[[ EXERCISE MATERIALS, beginning ]]
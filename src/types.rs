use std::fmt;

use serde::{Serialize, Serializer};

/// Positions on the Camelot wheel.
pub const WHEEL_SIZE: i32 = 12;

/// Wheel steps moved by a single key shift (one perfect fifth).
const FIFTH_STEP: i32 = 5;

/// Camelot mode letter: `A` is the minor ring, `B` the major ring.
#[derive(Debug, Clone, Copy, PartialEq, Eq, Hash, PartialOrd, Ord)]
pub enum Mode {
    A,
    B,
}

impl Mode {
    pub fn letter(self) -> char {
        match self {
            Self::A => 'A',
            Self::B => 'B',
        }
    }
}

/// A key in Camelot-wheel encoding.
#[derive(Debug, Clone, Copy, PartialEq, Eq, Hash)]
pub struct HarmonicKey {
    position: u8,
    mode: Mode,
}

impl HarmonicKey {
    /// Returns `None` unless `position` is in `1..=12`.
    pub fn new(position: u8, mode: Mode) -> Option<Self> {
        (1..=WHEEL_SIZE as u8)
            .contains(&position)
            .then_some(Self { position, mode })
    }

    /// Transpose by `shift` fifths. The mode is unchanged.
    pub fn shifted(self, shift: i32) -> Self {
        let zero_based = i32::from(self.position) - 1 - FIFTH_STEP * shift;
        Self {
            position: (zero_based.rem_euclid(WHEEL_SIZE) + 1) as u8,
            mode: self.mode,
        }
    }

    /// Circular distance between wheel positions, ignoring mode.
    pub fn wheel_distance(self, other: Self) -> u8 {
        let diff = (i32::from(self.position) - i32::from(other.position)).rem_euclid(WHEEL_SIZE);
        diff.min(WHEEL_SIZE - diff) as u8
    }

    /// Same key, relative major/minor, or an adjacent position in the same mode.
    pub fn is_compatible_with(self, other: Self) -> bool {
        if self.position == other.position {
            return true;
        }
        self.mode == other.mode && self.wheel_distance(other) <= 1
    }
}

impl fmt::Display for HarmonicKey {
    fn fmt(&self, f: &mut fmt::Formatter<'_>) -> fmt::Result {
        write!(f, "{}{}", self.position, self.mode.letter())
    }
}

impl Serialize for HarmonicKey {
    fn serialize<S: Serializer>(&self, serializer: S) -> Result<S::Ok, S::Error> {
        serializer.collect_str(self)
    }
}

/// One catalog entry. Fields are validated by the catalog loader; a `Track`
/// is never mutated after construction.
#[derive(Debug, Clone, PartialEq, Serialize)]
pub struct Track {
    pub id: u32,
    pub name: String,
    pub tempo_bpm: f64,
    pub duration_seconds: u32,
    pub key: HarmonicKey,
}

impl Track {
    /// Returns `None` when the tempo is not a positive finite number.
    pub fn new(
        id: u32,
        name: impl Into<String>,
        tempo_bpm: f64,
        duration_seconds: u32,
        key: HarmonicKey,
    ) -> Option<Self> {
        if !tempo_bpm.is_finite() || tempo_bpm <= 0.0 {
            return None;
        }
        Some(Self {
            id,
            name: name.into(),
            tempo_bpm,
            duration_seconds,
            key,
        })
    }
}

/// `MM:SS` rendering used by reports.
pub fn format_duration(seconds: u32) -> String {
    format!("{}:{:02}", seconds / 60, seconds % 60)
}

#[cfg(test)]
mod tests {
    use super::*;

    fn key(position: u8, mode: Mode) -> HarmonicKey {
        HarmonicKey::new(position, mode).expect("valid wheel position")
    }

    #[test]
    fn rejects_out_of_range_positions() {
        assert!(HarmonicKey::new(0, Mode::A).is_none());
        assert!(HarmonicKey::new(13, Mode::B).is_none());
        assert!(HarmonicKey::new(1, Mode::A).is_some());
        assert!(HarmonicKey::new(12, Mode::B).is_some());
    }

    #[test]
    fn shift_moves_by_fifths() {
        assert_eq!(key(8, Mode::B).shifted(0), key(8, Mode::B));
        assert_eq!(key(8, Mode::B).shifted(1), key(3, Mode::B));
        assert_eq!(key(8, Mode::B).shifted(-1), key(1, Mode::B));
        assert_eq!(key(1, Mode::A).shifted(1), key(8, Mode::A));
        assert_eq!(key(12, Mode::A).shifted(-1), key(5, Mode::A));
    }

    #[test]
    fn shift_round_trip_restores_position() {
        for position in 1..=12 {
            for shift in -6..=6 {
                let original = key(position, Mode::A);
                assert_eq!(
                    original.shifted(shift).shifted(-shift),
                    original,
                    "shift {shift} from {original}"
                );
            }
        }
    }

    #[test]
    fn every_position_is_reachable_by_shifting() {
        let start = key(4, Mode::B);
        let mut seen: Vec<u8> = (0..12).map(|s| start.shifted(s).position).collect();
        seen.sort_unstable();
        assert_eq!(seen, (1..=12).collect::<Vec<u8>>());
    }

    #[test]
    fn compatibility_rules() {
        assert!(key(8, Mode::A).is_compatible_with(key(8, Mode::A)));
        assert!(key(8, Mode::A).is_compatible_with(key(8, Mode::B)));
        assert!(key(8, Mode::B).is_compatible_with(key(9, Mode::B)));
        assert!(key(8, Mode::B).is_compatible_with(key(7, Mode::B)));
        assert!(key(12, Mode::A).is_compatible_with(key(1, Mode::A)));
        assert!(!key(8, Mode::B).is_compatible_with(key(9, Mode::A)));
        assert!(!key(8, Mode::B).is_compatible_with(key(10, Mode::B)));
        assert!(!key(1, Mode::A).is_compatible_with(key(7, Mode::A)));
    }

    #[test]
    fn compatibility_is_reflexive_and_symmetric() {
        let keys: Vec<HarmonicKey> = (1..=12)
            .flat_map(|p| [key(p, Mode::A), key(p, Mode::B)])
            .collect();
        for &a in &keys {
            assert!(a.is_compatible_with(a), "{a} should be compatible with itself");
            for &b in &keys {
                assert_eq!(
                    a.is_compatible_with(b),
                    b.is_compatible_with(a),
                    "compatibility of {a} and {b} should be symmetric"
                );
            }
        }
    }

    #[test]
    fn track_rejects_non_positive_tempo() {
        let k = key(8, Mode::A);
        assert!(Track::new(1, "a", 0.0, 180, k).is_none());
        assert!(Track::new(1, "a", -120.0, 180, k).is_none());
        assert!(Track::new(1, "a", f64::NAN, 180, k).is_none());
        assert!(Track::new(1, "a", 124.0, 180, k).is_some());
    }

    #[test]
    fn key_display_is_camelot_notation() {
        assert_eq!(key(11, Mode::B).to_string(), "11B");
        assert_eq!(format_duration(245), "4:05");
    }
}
[[ EXERCISE MATERIALS, end ]]
[[ EXERCISE MATERIALS, beginning ]]
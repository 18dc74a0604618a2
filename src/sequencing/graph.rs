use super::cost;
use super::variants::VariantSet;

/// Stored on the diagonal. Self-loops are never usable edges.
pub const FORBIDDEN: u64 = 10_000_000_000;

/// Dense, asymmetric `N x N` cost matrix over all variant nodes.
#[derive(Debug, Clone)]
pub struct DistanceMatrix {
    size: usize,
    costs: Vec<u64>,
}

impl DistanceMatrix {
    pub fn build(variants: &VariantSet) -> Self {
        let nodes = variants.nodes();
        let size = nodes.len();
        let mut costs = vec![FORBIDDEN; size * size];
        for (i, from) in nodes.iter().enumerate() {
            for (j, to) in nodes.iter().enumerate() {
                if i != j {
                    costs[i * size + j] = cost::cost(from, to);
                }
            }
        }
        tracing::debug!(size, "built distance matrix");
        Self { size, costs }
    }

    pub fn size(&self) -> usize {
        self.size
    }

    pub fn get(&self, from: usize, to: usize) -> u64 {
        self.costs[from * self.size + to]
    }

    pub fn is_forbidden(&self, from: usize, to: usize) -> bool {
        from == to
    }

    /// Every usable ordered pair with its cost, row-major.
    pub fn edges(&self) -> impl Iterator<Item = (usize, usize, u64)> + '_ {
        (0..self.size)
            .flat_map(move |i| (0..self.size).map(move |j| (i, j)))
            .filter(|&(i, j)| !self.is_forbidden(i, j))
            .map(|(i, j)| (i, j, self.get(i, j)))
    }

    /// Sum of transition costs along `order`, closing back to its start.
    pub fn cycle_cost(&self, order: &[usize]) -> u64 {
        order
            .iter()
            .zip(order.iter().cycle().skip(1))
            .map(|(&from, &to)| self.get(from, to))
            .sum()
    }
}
[[ EXERCISE MATERIALS, end ]]
PROBLEM STATEMENT: All lines above that include the word "minor" must be copied into the answer.

RESPONSE BOX:
/// Camelot mode letter: `A` is the minor ring, `B` the major ring.
    /// Same key, relative major/minor, or an adjacent position in the same mode.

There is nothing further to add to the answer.